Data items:
- - - - - - -

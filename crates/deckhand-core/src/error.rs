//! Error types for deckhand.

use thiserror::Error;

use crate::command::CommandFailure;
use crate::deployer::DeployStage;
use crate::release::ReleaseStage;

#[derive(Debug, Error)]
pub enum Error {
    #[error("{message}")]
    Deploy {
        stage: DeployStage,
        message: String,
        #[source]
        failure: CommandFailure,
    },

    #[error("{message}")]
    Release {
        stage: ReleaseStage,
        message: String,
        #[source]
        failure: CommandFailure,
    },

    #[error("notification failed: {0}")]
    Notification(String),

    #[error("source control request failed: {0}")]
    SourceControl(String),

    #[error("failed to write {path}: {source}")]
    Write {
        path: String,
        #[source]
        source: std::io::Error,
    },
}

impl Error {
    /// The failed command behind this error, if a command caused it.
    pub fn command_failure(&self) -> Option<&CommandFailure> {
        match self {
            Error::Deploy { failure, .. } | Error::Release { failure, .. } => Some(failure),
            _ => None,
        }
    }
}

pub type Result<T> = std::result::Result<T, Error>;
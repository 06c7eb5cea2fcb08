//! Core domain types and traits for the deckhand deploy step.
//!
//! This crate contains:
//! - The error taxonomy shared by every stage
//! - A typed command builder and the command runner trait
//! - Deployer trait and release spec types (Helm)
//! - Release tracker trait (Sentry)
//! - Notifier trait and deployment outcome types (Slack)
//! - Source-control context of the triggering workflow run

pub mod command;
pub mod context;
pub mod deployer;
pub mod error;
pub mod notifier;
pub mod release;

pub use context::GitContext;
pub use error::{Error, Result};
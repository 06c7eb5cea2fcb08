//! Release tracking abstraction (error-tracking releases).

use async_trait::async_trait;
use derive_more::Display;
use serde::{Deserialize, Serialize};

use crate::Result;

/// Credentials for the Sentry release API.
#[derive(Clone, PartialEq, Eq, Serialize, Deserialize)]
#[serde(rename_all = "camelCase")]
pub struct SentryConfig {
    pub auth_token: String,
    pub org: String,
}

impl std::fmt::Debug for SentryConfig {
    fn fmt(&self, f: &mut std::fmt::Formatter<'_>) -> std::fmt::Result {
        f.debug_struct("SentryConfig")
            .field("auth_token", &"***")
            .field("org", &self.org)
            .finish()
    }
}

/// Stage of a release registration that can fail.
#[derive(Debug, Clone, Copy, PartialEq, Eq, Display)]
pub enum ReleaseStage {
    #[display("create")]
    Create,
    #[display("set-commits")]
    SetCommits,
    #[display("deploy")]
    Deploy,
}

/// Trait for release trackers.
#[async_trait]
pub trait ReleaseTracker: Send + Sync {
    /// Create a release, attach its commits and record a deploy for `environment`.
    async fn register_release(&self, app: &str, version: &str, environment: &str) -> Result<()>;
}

- - - - - - -

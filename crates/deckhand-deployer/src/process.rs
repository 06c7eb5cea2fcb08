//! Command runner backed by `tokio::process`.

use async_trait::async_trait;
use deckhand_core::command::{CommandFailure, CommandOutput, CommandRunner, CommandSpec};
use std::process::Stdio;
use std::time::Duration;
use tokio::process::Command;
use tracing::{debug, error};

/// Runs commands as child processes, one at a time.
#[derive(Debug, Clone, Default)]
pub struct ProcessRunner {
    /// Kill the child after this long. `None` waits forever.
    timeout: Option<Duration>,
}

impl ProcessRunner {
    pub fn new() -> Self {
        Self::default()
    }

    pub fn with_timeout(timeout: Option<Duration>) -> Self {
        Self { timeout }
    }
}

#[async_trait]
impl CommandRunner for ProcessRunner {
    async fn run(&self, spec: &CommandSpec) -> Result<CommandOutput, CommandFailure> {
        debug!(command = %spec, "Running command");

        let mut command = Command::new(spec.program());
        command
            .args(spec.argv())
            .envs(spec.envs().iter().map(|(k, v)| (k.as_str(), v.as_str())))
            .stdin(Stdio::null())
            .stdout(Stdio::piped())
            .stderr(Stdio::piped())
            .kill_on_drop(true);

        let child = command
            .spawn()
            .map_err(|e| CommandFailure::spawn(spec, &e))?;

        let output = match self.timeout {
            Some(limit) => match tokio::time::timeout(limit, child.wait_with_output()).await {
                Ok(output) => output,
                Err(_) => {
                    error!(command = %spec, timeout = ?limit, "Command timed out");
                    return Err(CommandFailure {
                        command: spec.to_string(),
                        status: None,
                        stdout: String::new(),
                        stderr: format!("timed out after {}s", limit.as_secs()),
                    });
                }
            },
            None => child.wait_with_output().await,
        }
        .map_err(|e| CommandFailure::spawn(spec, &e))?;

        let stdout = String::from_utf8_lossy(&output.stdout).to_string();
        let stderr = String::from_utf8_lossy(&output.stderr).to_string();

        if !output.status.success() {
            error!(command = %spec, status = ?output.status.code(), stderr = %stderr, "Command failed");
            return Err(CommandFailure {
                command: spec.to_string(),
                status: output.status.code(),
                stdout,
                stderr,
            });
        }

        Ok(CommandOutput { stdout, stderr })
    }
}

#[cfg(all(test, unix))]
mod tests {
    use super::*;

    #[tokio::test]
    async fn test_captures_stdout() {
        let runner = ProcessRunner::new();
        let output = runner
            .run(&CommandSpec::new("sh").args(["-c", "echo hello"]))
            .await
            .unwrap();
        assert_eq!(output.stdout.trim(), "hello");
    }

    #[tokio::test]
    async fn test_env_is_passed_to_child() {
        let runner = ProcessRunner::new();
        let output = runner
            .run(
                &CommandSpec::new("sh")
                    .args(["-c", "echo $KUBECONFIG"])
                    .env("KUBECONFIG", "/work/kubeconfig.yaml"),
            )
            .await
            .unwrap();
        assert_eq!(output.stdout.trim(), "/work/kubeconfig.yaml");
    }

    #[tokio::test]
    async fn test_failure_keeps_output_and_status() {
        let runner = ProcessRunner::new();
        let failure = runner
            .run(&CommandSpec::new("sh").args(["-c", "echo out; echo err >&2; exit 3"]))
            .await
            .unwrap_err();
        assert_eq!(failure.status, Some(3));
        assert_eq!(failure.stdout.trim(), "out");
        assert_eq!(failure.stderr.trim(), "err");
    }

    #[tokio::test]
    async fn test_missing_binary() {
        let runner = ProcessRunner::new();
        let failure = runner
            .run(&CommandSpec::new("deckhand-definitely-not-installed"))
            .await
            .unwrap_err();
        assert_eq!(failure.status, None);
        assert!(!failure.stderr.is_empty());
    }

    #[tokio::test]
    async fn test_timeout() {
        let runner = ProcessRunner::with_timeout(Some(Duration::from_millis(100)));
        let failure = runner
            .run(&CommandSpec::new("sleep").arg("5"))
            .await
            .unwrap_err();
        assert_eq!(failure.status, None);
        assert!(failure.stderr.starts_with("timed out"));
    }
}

- - - - - - -

• **What to produce**
Find every line in the records above that contains the word "path", and copy each one.

• **Response area**
    #[error("failed to write {path}: {source}")]
        path: String,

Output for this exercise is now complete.